Jovens estudantes ficavam naquele antro de perdição, cheio de viciados em álcool, drogas e jogos de azar. Getúlio Filho visitou um jovem internado, que estava delirando na Casa de Saúde, inocentando os dois agricultores como autores do crime do canavial.

- Eu acho que essas moças foram estupradas, mortas e jogadas no canavial. O motivo, evidentemente, foi por elas conhecerem os autores e como queima de arquivo. – disse um amigo da família da Maria Clara.
- Concordo em gênero, número e grau com você. E digo mais: embora não possa acusar ninguém, por falta de provas. Mas, não dá a entender que foi gente do ciclo de amizades delas?
- E a mãe de Maria Clara nunca ouviu falar de Thaís. Acredita até que era amizade recente, porque na festa dos quinze anos no ano passado a Thaís não estava presente.
- Os psicotrópicos encontrados próximo aos cadáveres davam conta de que os assassinos eram toxicômanos.
- Vamos pegar a sopa no Beco da Fome? – disse Ralphe, referindo-se a fome dos viciados.
- Eu vou pedir uma média com pão e manteiga.
- A sopa é barata, um cruzeiro, e vem acompanhada com pão francês. – disse finalmente Ralphe Day.
Daí em diante, o Beco ficou mais conhecido como: “Beco da Fome”.
Em Tracunhaém, próximo ao canavial onde encontraram os cadáveres de Maria Clara e Thaís, estava a polícia constrangendo as pessoas e agindo com truculência na prisão dos agricultores e sem apresentação de mandados.

- Não sei, não, sinhô! – disse Ismael dos povos.
- Sinceramente, eu tenho medo da polícia. – disse Pátria de Aruanda.
- Eu também, não viu o afilhado do doutor Chico? Como o pobrezinho sofreu torturas, meu Deus do céu. – disse Negro da África.

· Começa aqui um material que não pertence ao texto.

use chrono::NaiveDate;
use pretty_assertions::assert_eq;

use checklist_core::api::{Catalog, ChecklistApi, EndpointKind, MemoryApi};
use checklist_core::models::{Category, Document, PermitType, ProgressSummary};
use checklist_core::{session, ChecklistKey, Tracker};

const PERMIT: &str = "permit_x";
const OTHER_PERMIT: &str = "permit_y";

fn permit(id: &str, name: &str) -> PermitType {
    PermitType {
        id: id.to_string(),
        name_en: name.to_string(),
        name_fr: name.to_string(),
        description: "Test permit".to_string(),
        official_url: "https://example.org/permits".to_string(),
        last_verified: None,
    }
}

fn document(id: &str, category: &str, done: bool) -> Document {
    let json = format!(
        r#"{{"id":"{id}","name_en":"{id}","name_fr":"{id}","category":"{category}","profiles":["common"],"is_complete":{}}}"#,
        u8::from(done)
    );
    serde_json::from_str(&json).unwrap()
}

/// Permit type X with 4 documents, one already complete, and permit type Y
/// with 3 open documents.
fn backend() -> MemoryApi {
    let mut catalog = Catalog::default();
    catalog.categories.insert(
        "identity".to_string(),
        Category { name_en: "Identity Documents".into(), name_fr: "Pièces d'identité".into(), icon: "🪪".into() },
    );
    catalog.permit_types.push(permit(PERMIT, "Permit X"));
    catalog.permit_types.push(permit(OTHER_PERMIT, "Permit Y"));
    let catalog = catalog
        .with_document(PERMIT, document("passport", "identity", true))
        .with_document(PERMIT, document("photos", "identity", false))
        .with_document(PERMIT, document("birth", "identity", false))
        .with_document(PERMIT, document("visa", "identity", false))
        .with_document(OTHER_PERMIT, document("y_passport", "identity", false))
        .with_document(OTHER_PERMIT, document("y_lease", "identity", false))
        .with_document(OTHER_PERMIT, document("y_stamp", "identity", false));
    MemoryApi::new(catalog)
}

async fn open(api: &MemoryApi) -> Tracker {
    let mut tracker = Tracker::new(session::load_reference_data(api).await.unwrap());
    let key = tracker.select_permit(Some(PERMIT)).unwrap();
    let checklist = session::load_checklist(api, key).await.unwrap();
    assert!(tracker.apply_checklist(checklist));
    tracker
}

async fn toggle(api: &MemoryApi, tracker: &mut Tracker, document_id: &str) {
    let key = tracker.checklist_key().unwrap();
    let pending = tracker.begin_toggle(document_id).unwrap();
    match session::set_completion(api, &key, document_id, pending.target()).await {
        Ok(progress) => tracker.commit_toggle(pending, progress),
        Err(_) => tracker.rollback_toggle(pending),
    }
}

#[tokio::test]
async fn progress_follows_completion() {
    let api = backend();
    let mut tracker = open(&api).await;
    assert_eq!(
        tracker.progress(),
        Some(ProgressSummary { completed: 1, total: 4, remaining: 3, percentage: 25 })
    );

    toggle(&api, &mut tracker, "photos").await;

    let progress = tracker.progress().unwrap();
    assert_eq!((progress.completed, progress.total, progress.percentage), (2, 4, 50));
    assert_eq!(tracker.groups()[0].counter(), "2/4");
    assert!(api.document("photos").unwrap().is_complete);
}

#[tokio::test]
async fn double_toggle_returns_to_original_state() {
    let api = backend();
    let mut tracker = open(&api).await;

    toggle(&api, &mut tracker, "passport").await;
    toggle(&api, &mut tracker, "passport").await;

    assert!(tracker.document("passport").unwrap().is_complete);
    let key = tracker.checklist_key().unwrap();
    let server = api.progress(&key.permit_id, &key.profiles).await.unwrap();
    assert_eq!(server, ProgressSummary::new(1, 4));
    assert_eq!(tracker.progress(), Some(server));
}

#[tokio::test]
async fn failed_toggle_rolls_back() {
    let api = backend();
    let mut tracker = open(&api).await;
    let before = tracker.progress();

    api.fail(EndpointKind::Complete);
    toggle(&api, &mut tracker, "visa").await;

    assert!(!tracker.document("visa").unwrap().is_complete);
    assert!(!api.document("visa").unwrap().is_complete);
    assert_eq!(tracker.progress(), before);
}

#[tokio::test]
async fn reset_clears_annotations_and_completion() {
    let api = backend();
    let mut tracker = open(&api).await;

    let due = NaiveDate::from_ymd_opt(2026, 11, 20);
    session::save_annotations(&api, "photos", "photo booth on Monday", due).await.unwrap();
    tracker.apply_annotations("photos", "photo booth on Monday", due);
    toggle(&api, &mut tracker, "birth").await;

    let key = tracker.checklist_key().unwrap();
    let checklist = session::reset_permit(&api, key).await.unwrap();
    assert!(tracker.apply_checklist(checklist));

    for doc in tracker.documents() {
        assert!(!doc.is_complete, "{} still complete", doc.id);
        assert_eq!(doc.notes, None);
        assert_eq!(doc.due_date, None);
    }
    assert_eq!(tracker.progress(), Some(ProgressSummary::new(0, 4)));
}

#[tokio::test]
async fn failed_reset_leaves_state_untouched() {
    let api = backend();
    let mut tracker = open(&api).await;
    api.fail(EndpointKind::Reset);

    let key = tracker.checklist_key().unwrap();
    assert!(session::reset_permit(&api, key).await.is_err());
    assert!(tracker.document("passport").unwrap().is_complete);
    assert_eq!(tracker.progress(), Some(ProgressSummary::new(1, 4)));
}

#[tokio::test]
async fn stale_checklist_is_discarded() {
    let api = backend();
    let mut tracker = Tracker::new(session::load_reference_data(&api).await.unwrap());

    let first = tracker.select_permit(Some(PERMIT)).unwrap();
    let in_flight = session::load_checklist(&api, first).await.unwrap();

    // The user moved on before the reply arrived.
    tracker.select_permit(None);
    assert!(!tracker.apply_checklist(in_flight));
    assert!(tracker.documents().is_empty());

    let stale_key = ChecklistKey {
        permit_id: PERMIT.to_string(),
        profiles: checklist_core::ProfileSelection::from_ids(["married"]),
    };
    tracker.select_permit(Some(PERMIT));
    let other = session::load_checklist(&api, stale_key).await.unwrap();
    assert!(!tracker.apply_checklist(other));
}

#[tokio::test]
async fn toggle_reply_after_permit_switch_leaves_new_permit_alone() {
    let api = backend();
    let mut tracker = open(&api).await;

    let key = tracker.checklist_key().unwrap();
    let pending = tracker.begin_toggle("photos").unwrap();

    let other = tracker.select_permit(Some(OTHER_PERMIT)).unwrap();
    let checklist = session::load_checklist(&api, other).await.unwrap();
    assert!(tracker.apply_checklist(checklist));
    assert_eq!(tracker.progress(), Some(ProgressSummary::new(0, 3)));

    let progress = session::set_completion(&api, &key, "photos", pending.target()).await.unwrap();
    tracker.commit_toggle(pending, progress);

    assert_eq!(tracker.progress(), Some(ProgressSummary::new(0, 3)));
    assert_eq!(tracker.documents().len(), 3);
    assert!(api.document("photos").unwrap().is_complete);
}

#[tokio::test]
async fn failed_profile_reload_drops_mismatched_checklist() {
    let api = backend();
    let mut tracker = open(&api).await;

    api.fail(EndpointKind::Documents);
    let key = tracker.toggle_profile("married").unwrap();
    assert!(session::change_profiles(&api, key.clone()).await.is_err());
    assert!(tracker.abandon_checklist(&key));

    assert!(tracker.documents().is_empty());
    assert_eq!(tracker.progress(), None);
    assert!(tracker.begin_toggle("photos").is_err());

    api.recover(EndpointKind::Documents);
    let checklist = session::load_checklist(&api, tracker.checklist_key().unwrap()).await.unwrap();
    assert!(tracker.apply_checklist(checklist));
    assert_eq!(tracker.progress(), Some(ProgressSummary::new(1, 4)));
}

- Se Deus quiser, os nossos filhos serão inocentados. – disse Maria Mulata.
- Mulher, o homem põe e Deus dispõe. – disse Morena Formosa.
- Não denuncio porque tenho medo de represálias da polícia. – disse Negra Aparecida.
- Eles fazem isso tudo com a gente, por que eles não fazem com os filhinhos-do-papai, que são amigos delas? – disse Nazaré, referindo-se aos jovens que participaram da festa na casa-de-campo, onde houve consumo de álcool, drogas e prática de atos libidinosos na noite anterior, quando as estudantes Maria Clara e Thaís, ambas com dezesseis anos, desapareceram no dia seguinte, e foram encontradas mortas, após oito dias...

O garçom da Capela Show contou ao detetive Medeirinho que duas garotas, parecidas com Maria e Thaís, estiveram no bar com dois rapazes e que um deles possuía uma tatuagem de uma âncora no braço esquerdo (adolescentes e tatuagem, foi descartada a possibilidade do detetive Getúlio continuar suspeitando de Amarílio). Prosseguindo, o garçom revelou que prestou depoimento na delegacia de polícia do Farol, relatando que as duas jovens eram parecidas com as meninas das fotos. Não afirmando que eram elas. Dizendo ainda à polícia que os jovens a quem atendeu estavam com um casal em uma Rural Willys. Sendo identificado como sendo carro de praça do Farol da Mata.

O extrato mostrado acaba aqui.